── Task inputs

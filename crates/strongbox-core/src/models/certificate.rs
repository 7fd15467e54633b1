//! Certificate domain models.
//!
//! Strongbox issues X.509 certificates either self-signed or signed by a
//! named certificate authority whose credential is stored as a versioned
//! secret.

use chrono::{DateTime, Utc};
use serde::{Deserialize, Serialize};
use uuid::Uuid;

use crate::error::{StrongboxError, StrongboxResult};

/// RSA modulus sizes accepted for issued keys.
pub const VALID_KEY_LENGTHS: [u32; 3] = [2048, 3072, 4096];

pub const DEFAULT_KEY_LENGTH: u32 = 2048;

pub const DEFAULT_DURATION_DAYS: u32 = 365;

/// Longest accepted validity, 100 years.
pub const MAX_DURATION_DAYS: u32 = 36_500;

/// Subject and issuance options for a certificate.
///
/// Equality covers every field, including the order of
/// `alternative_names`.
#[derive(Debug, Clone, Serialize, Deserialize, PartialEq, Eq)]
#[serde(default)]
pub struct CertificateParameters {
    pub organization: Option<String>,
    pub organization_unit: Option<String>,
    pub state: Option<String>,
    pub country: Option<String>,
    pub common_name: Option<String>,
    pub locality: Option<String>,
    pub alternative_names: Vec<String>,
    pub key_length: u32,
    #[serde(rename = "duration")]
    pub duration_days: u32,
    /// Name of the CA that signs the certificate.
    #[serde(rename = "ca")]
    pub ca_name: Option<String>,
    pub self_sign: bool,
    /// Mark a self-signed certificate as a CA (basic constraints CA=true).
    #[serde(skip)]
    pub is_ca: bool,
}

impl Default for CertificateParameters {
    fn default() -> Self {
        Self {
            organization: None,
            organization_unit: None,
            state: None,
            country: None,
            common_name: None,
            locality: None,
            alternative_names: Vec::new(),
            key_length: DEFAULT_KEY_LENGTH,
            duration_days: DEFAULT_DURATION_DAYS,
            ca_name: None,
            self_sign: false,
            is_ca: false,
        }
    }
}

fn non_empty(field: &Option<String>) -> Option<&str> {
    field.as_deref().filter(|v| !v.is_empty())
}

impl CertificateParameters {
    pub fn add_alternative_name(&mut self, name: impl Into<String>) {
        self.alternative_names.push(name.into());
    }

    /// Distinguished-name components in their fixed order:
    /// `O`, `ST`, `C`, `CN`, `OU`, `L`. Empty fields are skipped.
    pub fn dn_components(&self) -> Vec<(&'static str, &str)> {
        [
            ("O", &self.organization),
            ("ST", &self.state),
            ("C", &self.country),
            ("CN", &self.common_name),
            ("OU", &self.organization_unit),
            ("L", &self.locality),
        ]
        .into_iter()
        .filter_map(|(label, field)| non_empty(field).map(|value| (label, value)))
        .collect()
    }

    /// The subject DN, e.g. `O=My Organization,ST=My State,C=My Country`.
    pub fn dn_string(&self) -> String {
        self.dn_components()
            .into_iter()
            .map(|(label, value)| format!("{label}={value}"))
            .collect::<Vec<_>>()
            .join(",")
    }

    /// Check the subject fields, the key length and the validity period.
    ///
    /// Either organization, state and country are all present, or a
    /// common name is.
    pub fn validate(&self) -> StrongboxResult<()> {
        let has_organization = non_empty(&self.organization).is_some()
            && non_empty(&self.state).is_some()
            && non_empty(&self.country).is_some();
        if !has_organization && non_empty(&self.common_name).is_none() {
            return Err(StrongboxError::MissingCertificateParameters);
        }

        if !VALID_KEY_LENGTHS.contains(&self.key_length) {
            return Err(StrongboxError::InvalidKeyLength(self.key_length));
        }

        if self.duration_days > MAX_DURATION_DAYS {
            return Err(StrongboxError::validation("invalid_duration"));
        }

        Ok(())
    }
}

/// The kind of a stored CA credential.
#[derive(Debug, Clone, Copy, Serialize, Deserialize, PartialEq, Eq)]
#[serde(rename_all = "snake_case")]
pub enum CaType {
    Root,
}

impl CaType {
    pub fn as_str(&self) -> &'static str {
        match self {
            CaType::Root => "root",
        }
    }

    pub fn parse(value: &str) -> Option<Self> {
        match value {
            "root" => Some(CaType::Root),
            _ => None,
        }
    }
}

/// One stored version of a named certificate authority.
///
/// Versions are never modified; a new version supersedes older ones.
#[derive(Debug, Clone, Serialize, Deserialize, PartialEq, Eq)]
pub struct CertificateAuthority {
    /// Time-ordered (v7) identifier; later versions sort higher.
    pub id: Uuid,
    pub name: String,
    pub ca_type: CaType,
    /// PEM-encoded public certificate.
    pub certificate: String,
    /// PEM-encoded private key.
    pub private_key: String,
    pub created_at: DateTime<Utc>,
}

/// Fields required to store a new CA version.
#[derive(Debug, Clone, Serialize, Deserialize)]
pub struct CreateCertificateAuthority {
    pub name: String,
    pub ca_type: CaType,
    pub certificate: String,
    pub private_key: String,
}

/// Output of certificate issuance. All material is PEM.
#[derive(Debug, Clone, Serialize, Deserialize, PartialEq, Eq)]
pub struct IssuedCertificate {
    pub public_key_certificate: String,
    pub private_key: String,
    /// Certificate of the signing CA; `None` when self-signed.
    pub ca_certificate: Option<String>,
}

────
── Task inputs

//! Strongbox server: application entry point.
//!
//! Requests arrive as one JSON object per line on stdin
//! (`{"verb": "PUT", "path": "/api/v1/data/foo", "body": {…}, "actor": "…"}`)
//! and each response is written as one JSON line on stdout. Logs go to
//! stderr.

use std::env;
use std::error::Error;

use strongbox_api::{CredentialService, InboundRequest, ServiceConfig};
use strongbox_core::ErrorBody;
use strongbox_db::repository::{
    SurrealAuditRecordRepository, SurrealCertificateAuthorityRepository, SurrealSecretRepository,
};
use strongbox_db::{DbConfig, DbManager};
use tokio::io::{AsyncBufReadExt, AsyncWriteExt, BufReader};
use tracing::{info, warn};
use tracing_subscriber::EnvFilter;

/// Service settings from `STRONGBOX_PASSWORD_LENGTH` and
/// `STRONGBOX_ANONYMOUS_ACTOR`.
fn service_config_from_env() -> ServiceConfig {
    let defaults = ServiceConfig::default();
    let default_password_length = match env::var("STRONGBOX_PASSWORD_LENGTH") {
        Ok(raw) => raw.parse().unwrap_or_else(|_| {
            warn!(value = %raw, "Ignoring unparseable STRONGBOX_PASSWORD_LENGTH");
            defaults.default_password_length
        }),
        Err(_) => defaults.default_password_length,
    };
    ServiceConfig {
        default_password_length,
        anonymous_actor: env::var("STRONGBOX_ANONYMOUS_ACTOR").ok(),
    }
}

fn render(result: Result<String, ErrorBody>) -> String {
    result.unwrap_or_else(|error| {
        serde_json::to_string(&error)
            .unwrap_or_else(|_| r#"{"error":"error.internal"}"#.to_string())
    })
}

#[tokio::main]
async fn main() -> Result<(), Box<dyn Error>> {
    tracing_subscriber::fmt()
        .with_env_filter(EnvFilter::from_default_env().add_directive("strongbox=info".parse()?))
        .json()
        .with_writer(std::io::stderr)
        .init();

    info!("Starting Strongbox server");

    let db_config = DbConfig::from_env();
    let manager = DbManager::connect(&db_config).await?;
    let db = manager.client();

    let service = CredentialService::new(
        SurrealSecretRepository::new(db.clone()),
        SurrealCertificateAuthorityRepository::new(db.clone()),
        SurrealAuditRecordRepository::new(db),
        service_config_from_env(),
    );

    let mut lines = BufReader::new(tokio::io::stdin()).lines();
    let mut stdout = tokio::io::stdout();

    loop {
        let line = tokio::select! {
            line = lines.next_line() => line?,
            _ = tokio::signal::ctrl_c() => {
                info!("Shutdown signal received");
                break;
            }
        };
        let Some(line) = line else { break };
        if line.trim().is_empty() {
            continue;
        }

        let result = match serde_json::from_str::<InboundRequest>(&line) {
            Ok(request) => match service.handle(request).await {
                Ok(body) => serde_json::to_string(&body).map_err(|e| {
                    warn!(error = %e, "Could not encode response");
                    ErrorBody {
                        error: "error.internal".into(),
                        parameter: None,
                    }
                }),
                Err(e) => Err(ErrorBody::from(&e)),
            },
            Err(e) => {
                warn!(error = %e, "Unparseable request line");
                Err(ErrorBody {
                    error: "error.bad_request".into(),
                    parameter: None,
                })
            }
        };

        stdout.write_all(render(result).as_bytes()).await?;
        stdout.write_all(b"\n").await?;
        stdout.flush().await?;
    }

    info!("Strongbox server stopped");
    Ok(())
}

────

• _What you need to do_
Your task is to copy each line of the listing that holds the word "return".

• _Task result_
            return Err(StrongboxError::MissingCertificateParameters);
            return Err(StrongboxError::InvalidKeyLength(self.key_length));
            return Err(StrongboxError::validation("invalid_duration"));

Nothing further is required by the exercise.